**TO DO:** Where in the records does the word "capture" occur? Copy each line in which it does.

**DATA FOR REVIEW:**
○ ○ ○ ○

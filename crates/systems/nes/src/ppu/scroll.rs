//! Internal VRAM address registers (`v` and `t`).
//!
//! Layout, 15 bits: `yyy NN YYYYY XXXXX`
//! (fine Y, nametable select, coarse Y, coarse X).

const COARSE_X: u16 = 0x001F;
const COARSE_Y: u16 = 0x03E0;
const NAMETABLE_H: u16 = 0x0400;
const NAMETABLE_V: u16 = 0x0800;
const NAMETABLE: u16 = NAMETABLE_H | NAMETABLE_V;
const FINE_Y: u16 = 0x7000;
const MASK: u16 = 0x7FFF;

#[derive(Debug, Clone, Copy, Default, PartialEq, Eq)]
pub struct VramAddr(u16);

impl VramAddr {
    pub fn new(raw: u16) -> Self {
        VramAddr(raw & MASK)
    }

    pub fn raw(self) -> u16 {
        self.0
    }

    /// Address as seen on the PPU bus (14 bits).
    pub fn addr(self) -> u16 {
        self.0 & 0x3FFF
    }

    pub fn coarse_x(self) -> u16 {
        self.0 & COARSE_X
    }

    pub fn coarse_y(self) -> u16 {
        (self.0 & COARSE_Y) >> 5
    }

    pub fn fine_y(self) -> u16 {
        (self.0 & FINE_Y) >> 12
    }

    pub fn nametable(self) -> u16 {
        (self.0 & NAMETABLE) >> 10
    }

    pub fn set_coarse_x(&mut self, val: u8) {
        self.0 = (self.0 & !COARSE_X) | (val as u16 & 0x1F);
    }

    pub fn set_coarse_y(&mut self, val: u8) {
        self.0 = (self.0 & !COARSE_Y) | ((val as u16 & 0x1F) << 5);
    }

    pub fn set_fine_y(&mut self, val: u8) {
        self.0 = (self.0 & !FINE_Y) | ((val as u16 & 0x07) << 12);
    }

    pub fn set_nametable(&mut self, val: u8) {
        self.0 = (self.0 & !NAMETABLE) | ((val as u16 & 0x03) << 10);
    }

    /// First PPUADDR write: bits 8-13 from `val`, bit 14 cleared.
    pub fn set_high(&mut self, val: u8) {
        self.0 = (self.0 & 0x00FF) | ((val as u16 & 0x3F) << 8);
    }

    pub fn set_low(&mut self, val: u8) {
        self.0 = (self.0 & 0x7F00) | val as u16;
    }

    /// PPUDATA auto-increment; the result is kept to 14 bits.
    pub fn advance(&mut self, step: u16) {
        self.0 = self.0.wrapping_add(step) & 0x3FFF;
    }

    pub fn increment_x(&mut self) {
        if self.coarse_x() == 31 {
            self.0 &= !COARSE_X;
            self.0 ^= NAMETABLE_H;
        } else {
            self.0 += 1;
        }
    }

    pub fn increment_y(&mut self) {
        if self.fine_y() < 7 {
            self.0 += 0x1000;
            return;
        }
        self.0 &= !FINE_Y;
        match self.coarse_y() {
            29 => {
                self.set_coarse_y(0);
                self.0 ^= NAMETABLE_V;
            }
            // Rows 30/31 hold attribute data; running off the end wraps
            // without switching nametables.
            31 => self.set_coarse_y(0),
            y => self.set_coarse_y(y as u8 + 1),
        }
    }

    pub fn copy_x(&mut self, t: VramAddr) {
        let bits = COARSE_X | NAMETABLE_H;
        self.0 = (self.0 & !bits) | (t.0 & bits);
    }

    pub fn copy_y(&mut self, t: VramAddr) {
        let bits = COARSE_Y | NAMETABLE_V | FINE_Y;
        self.0 = (self.0 & !bits) | (t.0 & bits);
    }
}
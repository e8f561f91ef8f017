//! MOS 6502 CPU core.
//!
//! Instruction-granular and table driven: [`opcodes::OPCODES`] supplies the
//! addressing mode and base cost of every opcode, and [`Cpu6502::step`]
//! resolves the operand, executes, then services at most one pending
//! interrupt. Decimal mode is tracked in P but ignored by ADC/SBC (2A03
//! behavior).
//!
//! The CPU talks to the rest of the machine only through [`Memory6502`].

pub mod opcodes;
pub mod status;

use crate::logging::{log, LogCategory, LogLevel};
use opcodes::{AddressingMode, Instruction, Mnemonic, Penalty, UNDEFINED_OPCODE_CYCLES};
use status::{Status, CARRY, DECIMAL, INTERRUPT_DISABLE, OVERFLOW};

pub const NMI_VECTOR: u16 = 0xFFFA;
pub const RESET_VECTOR: u16 = 0xFFFC;
pub const IRQ_VECTOR: u16 = 0xFFFE;

/// Cycles taken by the reset sequence and by NMI/IRQ entry.
pub const INTERRUPT_CYCLES: u32 = 7;

/// Memory interface seen by the CPU.
///
/// Reads take `&mut self` because on real buses they have side effects
/// (PPU status, controller shift registers, data buffers).
pub trait Memory6502 {
    fn read(&mut self, addr: u16) -> u8;
    fn write(&mut self, addr: u16, val: u8);
}

/// Effective operand of an instruction after addressing-mode resolution.
#[derive(Debug, Clone, Copy, PartialEq, Eq)]
enum Operand {
    Implied,
    Accumulator,
    Memory { addr: u16, page_crossed: bool },
}

#[derive(Debug)]
pub struct Cpu6502<M: Memory6502> {
    /// Accumulator.
    pub a: u8,
    /// X index register.
    pub x: u8,
    /// Y index register.
    pub y: u8,
    /// Stack pointer; the stack lives at `0x0100 + sp`.
    pub sp: u8,
    /// Program counter.
    pub pc: u16,
    /// Processor status (P).
    pub status: Status,
    /// Total cycles executed since construction.
    pub cycles: u64,
    /// Everything the CPU can address.
    pub memory: M,
    /// NMI edge latched, serviced after the current instruction.
    nmi_pending: bool,
    /// Last sampled level of the NMI input (true = high / idle).
    nmi_line: bool,
    /// Level of the IRQ input (true = asserted).
    irq_line: bool,
}
//! NES PPU (2C02), stepped one dot at a time.
//!
//! ## Timing
//!
//! - Scanline -1 is the pre-render line, 0..=239 are visible, 240 is idle
//!   and 241..=260 are vertical blank. Each line has 341 dots (0..=340);
//!   with rendering enabled, odd frames drop the last pre-render dot.
//! - Visible pixel `x` is produced on dot `x + 2`, from the scroll state
//!   held in `v` plus the fine-X register.
//! - VBlank is raised at (241, 1) and cleared with sprite-0/overflow at
//!   (-1, 1). A frame is complete when scanline 260 wraps to -1.
//!
//! ## Memory Map (PPU bus)
//!
//! - **$0000-$1FFF**: pattern tables, through the cartridge [`Mapper`]
//! - **$2000-$2FFF**: nametables (mirrored per the cartridge; $3000-$3EFF
//!   mirrors them again)
//! - **$3F00-$3FFF**: palette RAM, 32 bytes mirrored
//!
//! The NMI output is a level (`nmi_output`); the console forwards it to the
//! CPU's edge detector after every dot.

mod palette;
mod scroll;
mod sprites;

pub use palette::master_rgb;
pub use scroll::VramAddr;

use std::fmt;

use crate::cartridge::Mirroring;
use crate::config::PpuQuirks;
use crate::mappers::Mapper;
use fami_core::types::Frame;
use palette::PaletteRam;
use serde::Serialize;
use sprites::SpriteLine;

pub const SCREEN_WIDTH: u32 = 256;
pub const SCREEN_HEIGHT: u32 = 240;
pub const DOTS_PER_SCANLINE: u16 = 341;
pub const PRE_RENDER_SCANLINE: i16 = -1;
pub const VBLANK_SCANLINE: i16 = 241;
pub const LAST_SCANLINE: i16 = 260;

pub const CTRL_INCREMENT_32: u8 = 0x04;
pub const CTRL_SPRITE_TABLE: u8 = 0x08;
pub const CTRL_BG_TABLE: u8 = 0x10;
pub const CTRL_SPRITE_16: u8 = 0x20;
pub const CTRL_NMI: u8 = 0x80;

pub const MASK_GRAYSCALE: u8 = 0x01;
pub const MASK_BG_LEFT: u8 = 0x02;
pub const MASK_SPRITES_LEFT: u8 = 0x04;
pub const MASK_BG: u8 = 0x08;
pub const MASK_SPRITES: u8 = 0x10;

pub const STATUS_OVERFLOW: u8 = 0x20;
pub const STATUS_SPRITE_ZERO: u8 = 0x40;
pub const STATUS_VBLANK: u8 = 0x80;
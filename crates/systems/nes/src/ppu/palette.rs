//! Palette RAM ($3F00-$3FFF) and the 2C02 master palette.

// 2C02 master palette, packed as 0xFFRRGGBB. Exact values vary by decoder;
// this is a commonly used approximation.
const NES_MASTER_PALETTE: [u32; 64] = [
    0xFF545454, 0xFF001E74, 0xFF081090, 0xFF300088, 0xFF440064, 0xFF5C0030, 0xFF540400, 0xFF3C1800,
    0xFF202A00, 0xFF083A00, 0xFF004000, 0xFF003C00, 0xFF00323C, 0xFF000000, 0xFF000000, 0xFF000000,
    0xFF989698, 0xFF084CC4, 0xFF3032EC, 0xFF5C1EE4, 0xFF8814B0, 0xFFA01464, 0xFF982220, 0xFF783C00,
    0xFF545A00, 0xFF287200, 0xFF087C00, 0xFF007628, 0xFF006678, 0xFF000000, 0xFF000000, 0xFF000000,
    0xFFECEEEC, 0xFF4C9AEC, 0xFF787CEC, 0xFFB062EC, 0xFFE454EC, 0xFFEC58B4, 0xFFEC6A64, 0xFFD48820,
    0xFFA0AA00, 0xFF74C400, 0xFF4CD020, 0xFF38CC6C, 0xFF38B4CC, 0xFF3C3C3C, 0xFF000000, 0xFF000000,
    0xFFECEEEC, 0xFFA8CCEC, 0xFFBCBCEC, 0xFFD4B2EC, 0xFFECAEEC, 0xFFECAED4, 0xFFECC4B0, 0xFFE4D4A0,
    0xFFCCDCA0, 0xFFB4E4A0, 0xFFA8E4B4, 0xFFA0E4CC, 0xFFA0D4E4, 0xFFA0A2A0, 0xFF000000, 0xFF000000,
];

/// RGB for a 6-bit master palette index.
pub fn master_rgb(index: u8) -> u32 {
    NES_MASTER_PALETTE[(index & 0x3F) as usize]
}

/// Fold a palette address onto the 32 physical entries. The sprite
/// palettes' color-0 slots ($3F10/14/18/1C) alias the background ones.
pub(crate) fn mirror_index(addr: u16) -> usize {
    match addr & 0x1F {
        0x10 => 0x00,
        0x14 => 0x04,
        0x18 => 0x08,
        0x1C => 0x0C,
        i => i as usize,
    }
}

#[derive(Debug, Clone, PartialEq, Eq)]
pub(crate) struct PaletteRam {
    entries: [u8; 32],
}

impl PaletteRam {
    pub fn new() -> Self {
        Self { entries: [0; 32] }
    }

    pub fn read(&self, addr: u16) -> u8 {
        self.entries[mirror_index(addr)] & 0x3F
    }

    pub fn write(&mut self, addr: u16, val: u8) {
        self.entries[mirror_index(addr)] = val & 0x3F;
    }

    /// Final pixel color for a composited palette index (0..0x1F).
    pub fn rgb(&self, index: u8, grayscale: bool) -> u32 {
        let mut color = self.read(index as u16);
        if grayscale {
            color &= 0x30;
        }
        master_rgb(color)
    }
}
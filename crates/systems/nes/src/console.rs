//! Timing coordinator: runs the CPU and PPU in lockstep at the NTSC 1:3
//! ratio and carries the PPU's NMI output into the CPU.

use std::fmt;

use crate::bus::{NesBus, OAM_DMA_CYCLES};
use crate::cartridge::{Cartridge, CartridgeError};
use crate::config::NesConfig;
use crate::mappers;
use crate::ppu::{Ppu, PpuObserver};
use fami_core::cpu_6502::opcodes;
use fami_core::cpu_6502::Cpu6502;
use fami_core::logging::{log, LogCategory, LogLevel};
use fami_core::types::Frame;

pub const PPU_DOTS_PER_CPU_CYCLE: u32 = 3;

/// CPU and PPU state just before an instruction executes.
#[derive(Debug, Clone, PartialEq, Eq)]
pub struct StepTrace {
    pub pc: u16,
    /// Opcode followed by its operand bytes.
    pub bytes: Vec<u8>,
    pub mnemonic: &'static str,
    pub unofficial: bool,
    pub a: u8,
    pub x: u8,
    pub y: u8,
    pub p: u8,
    pub sp: u8,
    pub scanline: i16,
    pub dot: u16,
    pub cycles: u64,
}

impl StepTrace {
    fn capture(cpu: &Cpu6502<NesBus>) -> Self {
        let bus = &cpu.memory;
        let opcode = bus.peek(cpu.pc);
        let (len, mnemonic, unofficial) = match opcodes::lookup(opcode) {
            Some(ins) => (ins.bytes, ins.mnemonic.name(), !ins.official),
            None => (1, "???", true),
        };
        let bytes = (0..len as u16)
            .map(|i| bus.peek(cpu.pc.wrapping_add(i)))
            .collect();
        Self {
            pc: cpu.pc,
            bytes,
            mnemonic,
            unofficial,
            a: cpu.a,
            x: cpu.x,
            y: cpu.y,
            p: cpu.status.bits(),
            sp: cpu.sp,
            scanline: bus.ppu.scanline(),
            dot: bus.ppu.cycle(),
            cycles: cpu.cycles,
        }
    }
}

/// nestest-style log line, without the operand disassembly.
impl fmt::Display for StepTrace {
    fn fmt(&self, f: &mut fmt::Formatter<'_>) -> fmt::Result {
        let bytes = self
            .bytes
            .iter()
            .map(|b| format!("{:02X}", b))
            .collect::<Vec<_>>()
            .join(" ");
        write!(
            f,
            "{:04X}  {:<8} {}{:<3}  A:{:02X} X:{:02X} Y:{:02X} P:{:02X} SP:{:02X} PPU:{:>3},{:>3} CYC:{}",
            self.pc,
            bytes,
            if self.unofficial { '*' } else { ' ' },
            self.mnemonic,
            self.a,
            self.x,
            self.y,
            self.p,
            self.sp,
            self.scanline,
            self.dot,
            self.cycles
        )
    }
}

/// Instrumentation hook, called before every instruction.
pub trait StepTracer {
    fn trace(&mut self, step: &StepTrace);
}

/// Default PPU observer: reports VBlank NMIs and finished frames through
/// the central logger.
#[derive(Debug, Default)]
pub struct LoggingObserver;

impl PpuObserver for LoggingObserver {
    fn on_nmi(&mut self, frame: u64) {
        log(LogCategory::Interrupts, LogLevel::Debug, || {
            format!("NMI raised in frame {}", frame)
        });
    }

    fn on_frame_complete(&mut self, frame: u64, _pixels: &Frame) {
        log(LogCategory::Ppu, LogLevel::Trace, || {
            format!("frame {} complete", frame)
        });
    }
}

pub struct Console {
    cpu: Cpu6502<NesBus>,
    tracer: Option<Box<dyn StepTracer>>,
    /// Copy of the frame buffer taken when the PPU wrapped to pre-render.
    completed: Option<Frame>,
}

impl fmt::Debug for Console {
    fn fmt(&self, f: &mut fmt::Formatter<'_>) -> fmt::Result {
        f.debug_struct("Console")
            .field("pc", &self.cpu.pc)
            .field("cycles", &self.cpu.cycles)
            .field("bus", &self.cpu.memory)
            .field("tracing", &self.tracer.is_some())
            .finish()
    }
}

impl Console {
    pub fn new(cart: Cartridge, config: &NesConfig) -> Result<Self, CartridgeError> {
        Self::with_observer(cart, config, Box::new(LoggingObserver))
    }

    /// Build the machine with a caller-supplied PPU observer, then reset it.
    pub fn with_observer(
        cart: Cartridge,
        config: &NesConfig,
        observer: Box<dyn PpuObserver>,
    ) -> Result<Self, CartridgeError> {
        let mapper = mappers::for_cartridge(cart)?;
        let ppu = Ppu::new()
            .with_quirks(config.ppu)
            .with_power_on_vblank(config.power_on_vblank)
            .with_observer(observer);
        let mut console = Self {
            cpu: Cpu6502::new(NesBus::new(ppu, mapper)),
            tracer: None,
            completed: None,
        };
        console.reset();
        Ok(console)
    }

    /// RESET button. The PPU keeps running while the CPU executes its reset
    /// sequence.
    pub fn reset(&mut self) {
        self.cpu.memory.ppu.reset();
        let cycles = self.cpu.reset();
        for _ in 0..cycles * PPU_DOTS_PER_CPU_CYCLE {
            self.cpu.memory.step_ppu();
        }
        self.completed = None;
        log(LogCategory::Cpu, LogLevel::Info, || {
            format!("reset, PC=${:04X}", self.cpu.pc)
        });
    }

    pub fn cpu(&self) -> &Cpu6502<NesBus> {
        &self.cpu
    }

    pub fn bus(&self) -> &NesBus {
        &self.cpu.memory
    }

    pub fn ppu(&self) -> &Ppu {
        &self.cpu.memory.ppu
    }

    pub fn set_buttons(&mut self, port: usize, buttons: u8) {
        self.cpu.memory.set_buttons(port, buttons);
    }

    /// Level of the shared /IRQ line (true = asserted).
    pub fn set_irq_line(&mut self, asserted: bool) {
        self.cpu.set_irq_line(asserted);
    }

    pub fn attach_tracer(&mut self, tracer: Box<dyn StepTracer>) {
        self.tracer = Some(tracer);
    }

    pub fn detach_tracer(&mut self) -> Option<Box<dyn StepTracer>> {
        self.tracer.take()
    }

    /// One CPU instruction (plus any interrupt it let in and any DMA stall),
    /// then three PPU dots for every CPU cycle spent. Returns CPU cycles.
    pub fn step(&mut self) -> u32 {
        if let Some(tracer) = self.tracer.as_mut() {
            tracer.trace(&StepTrace::capture(&self.cpu));
        }

        let mut cycles = self.cpu.step();
        if self.cpu.memory.take_dma_request() {
            let stall = OAM_DMA_CYCLES + (self.cpu.cycles & 1) as u32;
            self.cpu.cycles += stall as u64;
            cycles += stall;
        }

        for _ in 0..cycles * PPU_DOTS_PER_CPU_CYCLE {
            let frame = self.cpu.memory.ppu.frame_count();
            self.cpu.memory.step_ppu();
            let ppu = &self.cpu.memory.ppu;
            if ppu.frame_count() != frame {
                self.completed = Some(ppu.frame().clone());
            }
            // /NMI is active low.
            let line = !ppu.nmi_output();
            self.cpu.set_nmi_line(line);
        }
        cycles
    }

    /// Step until the PPU finishes a frame and return it.
    pub fn run_frame(&mut self) -> Frame {
        self.completed = None;
        loop {
            self.step();
            if let Some(frame) = self.completed.take() {
                return frame;
            }
        }
    }
}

○ ○ ○ ○

**WRITTEN ANSWER:**
    fn capture(cpu: &Cpu6502<NesBus>) -> Self {
            tracer.trace(&StepTrace::capture(&self.cpu));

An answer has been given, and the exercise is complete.